How I cope with the emotional impact of psoriasis

| Lori-Ann Holbrook

I know living with psoriasis and psoriatic arthritis can be tough. Although I am in good control on immunosuppression and chemotherapy, I went undiagnosed for 23 years. 

Part of me is glad I was not diagnosed right away. If I had known what was really going on in my body, I may have experienced these emotional side effects sooner. In that case, ignorance was bliss. 

But part of me wishes I had been diagnosed earlier, because I could have started treating. Anyway, there is nothing I can do to change that now, and that is exactly the attitude I brought to my diagnosis. There were definitely times when I felt these four emotional side effects:

  1. Shame
  2. Fear
  3. Self-loathing
  4. Self-pity

It started with shame. I did not like the way my skin looked or the way I was having difficulty moving. Then, I moved on to fear. I worried how others would perceive my spots and difficulty moving. From there, I experienced self-loathing, feeling disgusted with my body and all the problems it was having. Lastly, I coasted into self-pity, feeling no one understood me or what I was going through and wanting to cry out, “Why me?”

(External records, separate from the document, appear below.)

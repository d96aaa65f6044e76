//! Main commands enum and primary subcommands.

use clap::{Args, Subcommand};

use crate::config_commands::ConfigCommand;

/// Speech flags shared by `say` and `play-all`.
///
/// These override the saved settings for one invocation only.
#[derive(Args, Debug, Clone, Default)]
pub struct SpeechArgs {
    /// Speech rate (0.1-10; presets 0.5, 0.75, 1, 1.25, 1.5, 2)
    #[arg(short, long)]
    pub rate: Option<f32>,

    /// Speak at zero volume
    #[arg(long)]
    pub mute: bool,

    /// Simulate speech timing without audio
    #[arg(long)]
    pub silent: bool,
}

/// Available commands.
#[derive(Subcommand)]
pub enum Commands {
    /// Sign in to a local profile (created on first use)
    Login {
        /// Email address identifying the profile
        #[arg(long)]
        email: String,
        /// Display name shown in greetings
        #[arg(long)]
        name: Option<String>,
    },

    /// Sign out of the current profile
    Logout,

    /// Show the signed-in profile
    Whoami,

    /// Add a word to your vocabulary
    Add {
        /// The word or phrase to practice
        word: String,
        /// Example sentence using the word
        #[arg(short, long)]
        sentence: Option<String>,
        /// Generate the example sentence with Gemini
        #[arg(short, long, conflicts_with = "sentence")]
        generate: bool,
    },

    /// Edit a word
    Edit {
        /// Word ID or unique ID prefix
        id: String,
        /// New text for the word
        #[arg(long)]
        word: Option<String>,
        /// New example sentence
        #[arg(short, long)]
        sentence: Option<String>,
        /// Remove the example sentence
        #[arg(long, conflicts_with = "sentence")]
        clear_sentence: bool,
    },

    /// Remove a word
    Remove {
        /// Word ID or unique ID prefix
        id: String,
        /// Skip confirmation prompt
        #[arg(short, long)]
        force: bool,
    },

    /// Toggle a word's favorite flag
    Favorite {
        /// Word ID or unique ID prefix
        id: String,
    },

    /// List your words (favorites first, then newest)
    List {
        /// Only show words whose text or sentence contains this
        #[arg(short, long)]
        search: Option<String>,
        /// Print JSON instead of a table
        #[arg(long)]
        json: bool,
    },

    /// Generate an example sentence for a word without saving it
    Generate {
        /// The word to use
        word: String,
    },

    /// Speak one word, or its example sentence
    Say {
        /// Word ID or unique ID prefix
        id: String,
        /// Speak the example sentence instead of the word
        #[arg(long)]
        sentence: bool,
        #[command(flatten)]
        speech: SpeechArgs,
    },

    /// Speak every word in practice order, each followed by its sentence
    PlayAll {
        /// Restrict to matching words (all words play when nothing matches)
        #[arg(short, long)]
        search: Option<String>,
        #[command(flatten)]
        speech: SpeechArgs,
    },

    /// View or change saved settings
    Config {
        #[command(subcommand)]
        command: ConfigCommand,
    },

    /// Show resolved data paths
    Paths,
}
use std::env;
use std::fs;
use std::path::Path;

include!("../build_common.rs");

fn main() {
    let crate_dir = env::var("CARGO_MANIFEST_DIR").unwrap();

    // Process README for rustdoc (uses shared build_common.rs)
    process_readme_for_rustdoc(&crate_dir);
}
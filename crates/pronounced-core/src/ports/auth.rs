//! Authentication provider port.

use async_trait::async_trait;

use super::RepositoryError;
use crate::domain::User;

/// Source of the currently authenticated identity.
///
/// Sessions are local profiles: signing in with an email creates the profile
/// on first use and makes it current; signing out clears the current session.
#[async_trait]
pub trait AuthProvider: Send + Sync {
    /// The signed-in user, if any.
    async fn current_user(&self) -> Result<Option<User>, RepositoryError>;

    /// Sign in as `email`, creating the profile if needed.
    ///
    /// When `display_name` is given it replaces the stored one.
    async fn sign_in(
        &self,
        email: &str,
        display_name: Option<&str>,
    ) -> Result<User, RepositoryError>;

    /// Clear the current session. Signing out twice is not an error.
    async fn sign_out(&self) -> Result<(), RepositoryError>;
}
//! Persistence port for [`Settings`].

use async_trait::async_trait;

use super::RepositoryError;
use crate::settings::Settings;

/// Loads and stores the settings document as a whole.
#[cfg_attr(test, mockall::automock)]
#[async_trait]
pub trait SettingsRepository: Send + Sync {
    /// The stored settings, or [`Settings::with_defaults`] when nothing is stored yet.
    async fn load(&self) -> Result<Settings, RepositoryError>;

    async fn save(&self, settings: &Settings) -> Result<(), RepositoryError>;
}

Believe it, or not, coping with these emotional side effects is more up to you than up to your doctor. These are my favorite ways of coping:


I was never a meditator. When my holistic health coach suggested I begin, I did not know what I was doing! Thank goodness for free apps like Headspace and Buddhify. With Headspace’s 10 in 10, I learned how to meditate. With Buddhify, I can choose guided meditations for nearly every situation. When I am done, I feel more peaceful.


I have always loved the aroma of lavender. This year, I decided to invest in a variety of other oils and diffusers for my home and for travel. By changing the atmosphere of a room this way, it helps pull my focus to my other senses and gives me something new to enjoy. I also find it very relaxing.

Gentle hatha yoga

I started my yoga practice after my dual diagnosis of psoriasis and psoriatic arthritis. I have found some videos that suit my body and its limitations. By concentrating on the asanas, I tend to forget about my troubles. When I force my body to work, stretch and relax into my breathing, my mental state automatically relaxes as well.

Thinking of others

I am sure your mother encouraged this at the dinner table. “There are starving children in the world. Eat what is on your plate.” But, think of it this way. Getting out and volunteering for others less fortunate really helps take my mind off my own troubles. 

And I’ll share my dirty little secret with you. When I feel really bad, I look up photos of psoriasis on the internet…the really intense ones. This reminds me that things could always be worse, to be thankful for my own diseases and to pray for others who would be happy to have my spots instead.
None of these coping methods come on a prescription pad. Still, if you are feeling hopeless and cannot seem to come around to your old self, do have an honest conversation with your doctor.